Collected data entries:

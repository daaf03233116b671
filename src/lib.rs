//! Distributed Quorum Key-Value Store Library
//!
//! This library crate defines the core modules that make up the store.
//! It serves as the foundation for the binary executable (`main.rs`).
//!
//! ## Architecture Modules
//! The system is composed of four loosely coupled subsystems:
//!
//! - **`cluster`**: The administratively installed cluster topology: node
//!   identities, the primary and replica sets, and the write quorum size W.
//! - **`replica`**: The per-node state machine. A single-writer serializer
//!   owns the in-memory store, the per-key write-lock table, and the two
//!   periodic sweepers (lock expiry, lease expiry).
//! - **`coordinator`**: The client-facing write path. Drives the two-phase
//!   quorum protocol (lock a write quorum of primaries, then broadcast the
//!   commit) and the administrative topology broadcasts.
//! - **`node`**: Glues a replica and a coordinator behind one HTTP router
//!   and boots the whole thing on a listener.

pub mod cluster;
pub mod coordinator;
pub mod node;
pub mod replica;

* * *

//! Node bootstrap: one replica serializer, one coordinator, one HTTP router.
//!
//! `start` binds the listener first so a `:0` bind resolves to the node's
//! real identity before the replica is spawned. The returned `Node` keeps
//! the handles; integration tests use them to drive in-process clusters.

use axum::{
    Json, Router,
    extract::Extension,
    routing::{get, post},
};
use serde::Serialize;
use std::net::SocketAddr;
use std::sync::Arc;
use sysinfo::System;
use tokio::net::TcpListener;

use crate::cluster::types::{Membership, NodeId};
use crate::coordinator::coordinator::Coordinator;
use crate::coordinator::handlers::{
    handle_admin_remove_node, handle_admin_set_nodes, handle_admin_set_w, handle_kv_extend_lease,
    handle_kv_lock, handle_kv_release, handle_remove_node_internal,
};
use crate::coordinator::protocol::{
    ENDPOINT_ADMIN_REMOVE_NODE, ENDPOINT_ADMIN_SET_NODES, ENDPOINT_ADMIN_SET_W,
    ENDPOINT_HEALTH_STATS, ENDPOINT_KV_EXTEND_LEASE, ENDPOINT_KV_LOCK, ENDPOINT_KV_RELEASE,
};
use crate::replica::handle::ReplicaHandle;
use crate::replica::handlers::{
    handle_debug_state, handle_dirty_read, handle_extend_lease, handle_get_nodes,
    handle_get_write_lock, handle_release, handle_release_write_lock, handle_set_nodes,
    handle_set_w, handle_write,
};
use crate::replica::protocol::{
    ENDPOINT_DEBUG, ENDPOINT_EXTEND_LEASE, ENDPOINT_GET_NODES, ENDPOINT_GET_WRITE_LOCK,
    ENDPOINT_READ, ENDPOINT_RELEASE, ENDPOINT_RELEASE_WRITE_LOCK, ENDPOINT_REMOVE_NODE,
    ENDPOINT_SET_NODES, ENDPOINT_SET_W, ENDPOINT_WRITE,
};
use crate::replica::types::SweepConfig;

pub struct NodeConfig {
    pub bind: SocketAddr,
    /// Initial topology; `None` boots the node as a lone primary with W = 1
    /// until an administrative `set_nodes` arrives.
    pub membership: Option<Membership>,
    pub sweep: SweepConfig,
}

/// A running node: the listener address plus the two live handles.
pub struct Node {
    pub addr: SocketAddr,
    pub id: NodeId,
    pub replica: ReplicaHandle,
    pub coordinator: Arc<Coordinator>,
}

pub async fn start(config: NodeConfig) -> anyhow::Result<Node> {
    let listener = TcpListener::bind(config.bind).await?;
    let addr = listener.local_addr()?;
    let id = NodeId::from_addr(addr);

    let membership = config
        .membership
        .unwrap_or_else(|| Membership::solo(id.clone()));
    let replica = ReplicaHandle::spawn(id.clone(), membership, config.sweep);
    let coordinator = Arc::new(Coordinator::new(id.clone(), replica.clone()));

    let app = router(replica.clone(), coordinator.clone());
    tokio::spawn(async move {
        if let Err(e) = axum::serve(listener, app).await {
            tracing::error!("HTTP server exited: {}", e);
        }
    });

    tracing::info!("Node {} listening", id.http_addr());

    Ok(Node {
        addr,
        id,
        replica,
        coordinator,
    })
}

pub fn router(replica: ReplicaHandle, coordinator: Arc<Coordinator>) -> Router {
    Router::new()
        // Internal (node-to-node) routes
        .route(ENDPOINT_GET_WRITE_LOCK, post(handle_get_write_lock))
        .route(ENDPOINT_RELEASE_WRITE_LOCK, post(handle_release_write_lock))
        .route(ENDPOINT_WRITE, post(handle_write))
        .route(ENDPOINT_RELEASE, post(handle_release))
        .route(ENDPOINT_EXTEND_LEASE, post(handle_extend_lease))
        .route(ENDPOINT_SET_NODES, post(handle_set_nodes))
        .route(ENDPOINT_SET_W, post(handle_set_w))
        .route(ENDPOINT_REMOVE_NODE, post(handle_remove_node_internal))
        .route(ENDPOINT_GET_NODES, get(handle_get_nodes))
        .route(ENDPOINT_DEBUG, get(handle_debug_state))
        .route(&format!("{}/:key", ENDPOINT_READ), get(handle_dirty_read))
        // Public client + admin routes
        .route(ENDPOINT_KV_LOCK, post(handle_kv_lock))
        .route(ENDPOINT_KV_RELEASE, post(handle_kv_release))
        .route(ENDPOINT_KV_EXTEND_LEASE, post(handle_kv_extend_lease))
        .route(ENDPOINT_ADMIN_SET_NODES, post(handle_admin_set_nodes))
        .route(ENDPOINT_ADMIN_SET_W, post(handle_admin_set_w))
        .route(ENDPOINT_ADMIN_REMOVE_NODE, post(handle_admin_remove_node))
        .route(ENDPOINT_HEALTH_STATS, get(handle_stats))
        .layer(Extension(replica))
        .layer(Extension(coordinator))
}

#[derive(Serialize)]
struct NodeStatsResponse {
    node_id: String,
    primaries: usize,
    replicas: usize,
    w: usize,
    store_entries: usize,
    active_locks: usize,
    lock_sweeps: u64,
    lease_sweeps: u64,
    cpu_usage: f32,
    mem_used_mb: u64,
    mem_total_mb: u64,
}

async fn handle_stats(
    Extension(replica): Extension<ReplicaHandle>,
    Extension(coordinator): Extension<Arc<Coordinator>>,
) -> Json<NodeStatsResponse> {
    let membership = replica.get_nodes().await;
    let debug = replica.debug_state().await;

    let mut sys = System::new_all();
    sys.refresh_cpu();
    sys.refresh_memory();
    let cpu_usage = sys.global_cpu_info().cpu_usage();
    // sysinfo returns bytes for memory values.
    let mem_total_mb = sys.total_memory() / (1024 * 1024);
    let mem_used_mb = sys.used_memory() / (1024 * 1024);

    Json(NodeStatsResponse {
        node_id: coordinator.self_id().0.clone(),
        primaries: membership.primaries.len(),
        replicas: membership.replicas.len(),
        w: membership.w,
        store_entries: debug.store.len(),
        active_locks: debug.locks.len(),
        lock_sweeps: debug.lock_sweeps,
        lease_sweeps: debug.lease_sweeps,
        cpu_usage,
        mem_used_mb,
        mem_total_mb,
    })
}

**WHAT YOU NEED TO DO:**
Where a line of the entries contains the word "primary", copy that line.

**TASK ANSWER:**
//!   identities, the primary and replica sets, and the write quorum size W.
    /// Initial topology; `None` boots the node as a lone primary with W = 1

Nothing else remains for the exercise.